#### [Work to be completed]
Write out every line below that contains "await".

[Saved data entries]

use anyhow::{Context, Result};
use clap::{Parser, Subcommand};
use health_analysis::{
    format_elapsed, modality_description, urgency_label, AnalysisPipeline, AudioClip, AudioSource,
    CaptureSession, Config, DiagnosticResult, ImageFile, ModalityFilter, Persisted, RecordCard,
    RecordFilter, ResultPresenter, StaticAuth,
};
use std::path::PathBuf;
use std::sync::Arc;
use std::time::Duration;
use tracing::{info, warn};

#[derive(Parser)]
#[command(name = "health-analysis", version, about = "Preliminary image and voice health analysis")]
struct Cli {
    /// Config file, extension optional
    #[arg(long, default_value = "config/health-analysis")]
    config: String,

    /// Act as this signed-in user; omit to run as a guest
    #[arg(long)]
    user: Option<String>,

    #[command(subcommand)]
    command: Command,
}

#[derive(Subcommand)]
enum Command {
    /// Analyze a medical image
    Image { path: PathBuf },
    /// Record symptoms and analyze them
    Voice {
        /// Recording length; defaults to the file length with --file, else 5
        #[arg(long)]
        seconds: Option<u64>,
        /// Replay a WAV file instead of the synthetic microphone
        #[arg(long)]
        file: Option<PathBuf>,
    },
    /// List past analyses, newest first
    History {
        #[arg(long)]
        search: Option<String>,
        #[arg(long, default_value = "all", value_parser = ["all", "image", "voice"])]
        modality: String,
        #[arg(long)]
        min_confidence: Option<f64>,
        /// Print record cards as JSON
        #[arg(long)]
        json: bool,
    },
    /// Dashboard counts over the full history
    Summary,
}

#[tokio::main]
async fn main() -> Result<()> {
    tracing_subscriber::fmt::init();

    let cli = Cli::parse();
    let cfg = Config::load(&cli.config).with_context(|| format!("loading {}", cli.config))?;

    let auth = match &cli.user {
        Some(user) => StaticAuth::signed_in(user.as_str()),
        None => StaticAuth::signed_out(),
    };
    let pipeline = AnalysisPipeline::from_config(&cfg, Arc::new(auth))?;

    info!("Health Analysis v{}", env!("CARGO_PKG_VERSION"));

    match cli.command {
        Command::Image { path } => {
            let session = pipeline.open_session();
            session
                .begin_image_capture(ImageFile::from_path(&path))
                .await
                .with_context(|| format!("reading {}", path.display()))?;
            run_analysis(&pipeline, &session).await?;
        }
        Command::Voice { seconds, file } => {
            let (source, default_seconds) = match file {
                Some(path) => {
                    let clip = AudioClip::open(&path)?;
                    (AudioSource::File(path), clip.duration_seconds.ceil().max(1.0) as u64)
                }
                None => (AudioSource::Synthetic, 5),
            };
            let seconds = seconds.unwrap_or(default_seconds);

            let session = pipeline.open_session();
            session
                .begin_audio_capture(pipeline.microphone(source)?)
                .await?;
            info!("Recording for {}s, Ctrl-C to cancel", seconds);

            tokio::select! {
                _ = tokio::time::sleep(Duration::from_secs(seconds)) => {}
                _ = tokio::signal::ctrl_c() => {
                    session.cancel().await?;
                    warn!("Recording cancelled");
                    return Ok(());
                }
            }

            let elapsed = session.end_audio_capture().await?;
            info!("Recorded {}", format_elapsed(elapsed));
            run_analysis(&pipeline, &session).await?;
        }
        Command::History {
            search,
            modality,
            min_confidence,
            json,
        } => {
            let mut filter = RecordFilter::new().modality(match modality.as_str() {
                "image" => ModalityFilter::Image,
                "voice" => ModalityFilter::Voice,
                _ => ModalityFilter::All,
            });
            if let Some(search) = search {
                filter = filter.text(search);
            }
            if let Some(threshold) = min_confidence {
                filter = filter.min_confidence(threshold);
            }

            let Some(records) = pipeline.history(&filter).await? else {
                warn!("Sign in with --user to see your history");
                return Ok(());
            };
            let cards: Vec<RecordCard> = records.iter().map(RecordCard::from).collect();
            if json {
                println!("{}", serde_json::to_string_pretty(&cards)?);
            } else if cards.is_empty() {
                println!("No records found");
            } else {
                for card in cards {
                    println!(
                        "{}  {:<6} {:>5.1}%  {}",
                        card.date,
                        card.modality.label(),
                        card.confidence,
                        card.diagnosis
                    );
                }
            }
        }
        Command::Summary => match pipeline.summary().await? {
            Some(counts) => println!("{}", serde_json::to_string_pretty(&counts)?),
            None => warn!("Sign in with --user to see your summary"),
        },
    }

    Ok(())
}

async fn run_analysis(pipeline: &AnalysisPipeline, session: &CaptureSession) -> Result<()> {
    let mut presenter = ResultPresenter::for_session(session);
    info!("Analyzing with {} backend", pipeline.engine().backend_name());

    let (_, persisted) = pipeline.complete(session).await?;
    let result = presenter
        .wait_for_result()
        .await
        .context("session ended without a result")?;
    print_result(&result);

    match persisted {
        Persisted::Saved => info!("Saved record {}", result.id()),
        Persisted::Skipped if session.is_guest() => {
            info!("Guest session, result not saved")
        }
        Persisted::Skipped => warn!("Result not saved"),
    }
    Ok(())
}

fn print_result(result: &DiagnosticResult) {
    println!("Analysis of {}", modality_description(result.modality()));
    println!("  Diagnosis:  {}", result.diagnosis());
    println!("  Confidence: {}", result.confidence());
    println!("  Urgency:    {}", urgency_label(result.urgency()));
    if let Some(transcription) = result.transcription() {
        println!("  Heard:      {}", transcription);
    }
    if let Some(symptoms) = result.symptoms() {
        let symptoms: Vec<&str> = symptoms.iter().map(String::as_str).collect();
        println!("  Symptoms:   {}", symptoms.join(", "));
    }
    if !result.details().is_empty() {
        println!("  {}", result.details());
    }
    for recommendation in result.recommendations() {
        println!("  - {}", recommendation);
    }
}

#### [Answer to the exercise]
                .await
            run_analysis(&pipeline, &session).await?;
                .await?;
                    session.cancel().await?;
            let elapsed = session.end_audio_capture().await?;
            run_analysis(&pipeline, &session).await?;
            let Some(records) = pipeline.history(&filter).await? else {
        Command::Summary => match pipeline.summary().await? {
    let (_, persisted) = pipeline.complete(session).await?;
        .await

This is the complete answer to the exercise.